The sterol-sensing domain of Patched protein seems to control Smoothened activity through Patched vesicular trafficking.

Abstract

The Hedgehog (Hh) family of signaling molecules function as organizers in many morphogenetic processes. Hh signaling requires cholesterol in both signal-generating and -receiving cells, and it requires the tumor suppressor Patched (Ptc) in receiving cells in which it plays a negative role. Ptc both blocks the Hh pathway and limits the spread of Hh. Sequence analysis suggests that it has 12 transmembrane segments, 5 of which are homologous to a conserved region that has been identified in several proteins involved in cholesterol homeostasis and has been designated the sterol-sensing domain (SSD). In the present study, we show that a Ptc mutant with a single amino acid substitution in the SSD induces target gene activation in a ligand-independent manner.
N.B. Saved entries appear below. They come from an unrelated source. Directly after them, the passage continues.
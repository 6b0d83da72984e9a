// libs/triage-cell/src/services/parser.rs
use tracing::debug;

use crate::models::{RawTriageAssessment, TriageResult, TriageServiceError, UrgencyLevel};

/// Fixed fallback values used whenever the AI response cannot be parsed or
/// the service call failed. The patient always gets an actionable answer.
pub const FALLBACK_SEVERITY_SCORE: f64 = 5.0;
pub const FALLBACK_URGENCY: UrgencyLevel = UrgencyLevel::SameDay;
pub const FALLBACK_RECOMMENDED_ACTION: &str = "Book an appointment soon";

/// Turn raw AI text into a normalized triage result.
///
/// Pure text-to-structure transform: no network, no retry, and it never
/// fails. Malformed input degrades to the fixed fallback branch.
pub fn parse_ai_response(symptoms: &str, raw: &str) -> TriageResult {
    let parsed = extract_json_span(raw)
        .and_then(|span| serde_json::from_str::<RawTriageAssessment>(span).ok());

    match parsed {
        Some(assessment) => normalize(assessment),
        None => {
            debug!("AI response carried no usable JSON payload, using fallback assessment");
            fallback_result(symptoms, raw)
        }
    }
}

/// Greedy span extraction: first `{` through the last `}` of the text.
fn extract_json_span(raw: &str) -> Option<&str> {
    let start = raw.find('{')?;
    let end = raw.rfind('}')?;
    if end < start {
        return None;
    }
    Some(&raw[start..=end])
}

fn normalize(assessment: RawTriageAssessment) -> TriageResult {
    let severity_score = assessment.severity_score.unwrap_or(0.0);
    let urgency = assessment
        .urgency
        .as_deref()
        .map(UrgencyLevel::parse_lenient)
        .unwrap_or_default();
    let recommended_action = assessment.recommended_action.clone().unwrap_or_default();
    let formatted_message = build_report(&assessment, severity_score, urgency);

    TriageResult {
        severity_score,
        urgency,
        recommended_action,
        formatted_message,
    }
}

/// Multi-section plain-text report assembled from whichever fields the
/// model actually returned.
fn build_report(assessment: &RawTriageAssessment, severity_score: f64, urgency: UrgencyLevel) -> String {
    let mut sections: Vec<String> = Vec::new();

    sections.push("AI Symptom Assessment".to_string());

    if let Some(summary) = assessment.assessment.as_deref() {
        sections.push(format!("Assessment: {}", summary));
    }

    sections.push(format!("Severity: {}/10\nUrgency: {}", severity_score, urgency));

    if !assessment.care_tips.is_empty() {
        let tips = assessment
            .care_tips
            .iter()
            .map(|tip| format!("- {}", tip))
            .collect::<Vec<_>>()
            .join("\n");
        sections.push(format!("What you can do now:\n{}", tips));
    }

    if !assessment.warning_signs.is_empty() {
        let signs = assessment
            .warning_signs
            .iter()
            .map(|sign| format!("- {}", sign))
            .collect::<Vec<_>>()
            .join("\n");
        sections.push(format!("Seek immediate care if:\n{}", signs));
    }

    if let Some(action) = assessment.recommended_action.as_deref() {
        sections.push(format!("Recommended action: {}", action));
    }

    if let Some(disclaimer) = assessment.disclaimer.as_deref() {
        sections.push(disclaimer.to_string());
    }

    sections.join("\n\n")
}

/// Fallback for responses with no parseable JSON: echo the patient's query
/// and the raw model text verbatim so nothing they were told is lost.
pub fn fallback_result(symptoms: &str, raw: &str) -> TriageResult {
    let formatted_message = format!(
        "AI Symptom Assessment\n\nYour symptoms: {}\n\n{}\n\nRecommended action: {}",
        symptoms, raw, FALLBACK_RECOMMENDED_ACTION
    );

    TriageResult {
        severity_score: FALLBACK_SEVERITY_SCORE,
        urgency: FALLBACK_URGENCY,
        recommended_action: FALLBACK_RECOMMENDED_ACTION.to_string(),
        formatted_message,
    }
}

/// Canned report for the error path: the service never answered, so the
/// report embeds the classified failure message instead of model text.
pub fn service_failure_result(symptoms: &str, error: &TriageServiceError) -> TriageResult {
    let formatted_message = format!(
        "AI Symptom Assessment\n\nYour symptoms: {}\n\nWe could not generate an automatic \
         assessment right now: {}. A doctor can review your symptoms directly.\n\n\
         Recommended action: {}",
        symptoms,
        error.user_message(),
        FALLBACK_RECOMMENDED_ACTION
    );

    TriageResult {
        severity_score: FALLBACK_SEVERITY_SCORE,
        urgency: FALLBACK_URGENCY,
        recommended_action: FALLBACK_RECOMMENDED_ACTION.to_string(),
        formatted_message,
    }
}
use std::sync::Arc;

use axum::{
    body::Body,
    extract::State,
    http::Request,
    middleware::Next,
    response::Response,
};

use shared_config::AppConfig;
use shared_models::auth::AuthUser;
use shared_models::error::AppError;

use crate::jwt::validate_token;

/// Middleware for authentication. Verifies the bearer token and makes the
/// caller available to handlers as an `AuthUser` extension.
pub async fn auth_middleware(
    State(config): State<Arc<AppConfig>>,
    mut request: Request<Body>,
    next: Next,
) -> Result<Response, AppError> {
    let auth_header = request
        .headers()
        .get("Authorization")
        .ok_or_else(|| AppError::Auth("Missing authorization header".to_string()))?;

    let auth_value = auth_header
        .to_str()
        .map_err(|_| AppError::Auth("Invalid authorization header format".to_string()))?;

    if !auth_value.starts_with("Bearer ") {
        return Err(AppError::Auth("Invalid authorization header format".to_string()));
    }

    let token = &auth_value[7..];

    let user = validate_token(token, &config.supabase_jwt_secret)
        .map_err(AppError::Auth)?;

    request.extensions_mut().insert(user);

    Ok(next.run(request).await)
}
This mutant Ptc(SSD) protein shows dominant-negative activity in blocking Hh signaling by preventing the downregulation of Smoothened (Smo), a positive effector of the Hh pathway. Despite its dominant-negative activity, the mutant Ptc protein functioned like the wild-type protein in sequestering and internalizing Hh. In addition, we show that Ptc(SSD) preferentially accumulates in endosomes of the endocytic compartment. All these results suggest a role of the SSD of Ptc in mediating the vesicular trafficking of Ptc to regulate Smo activity.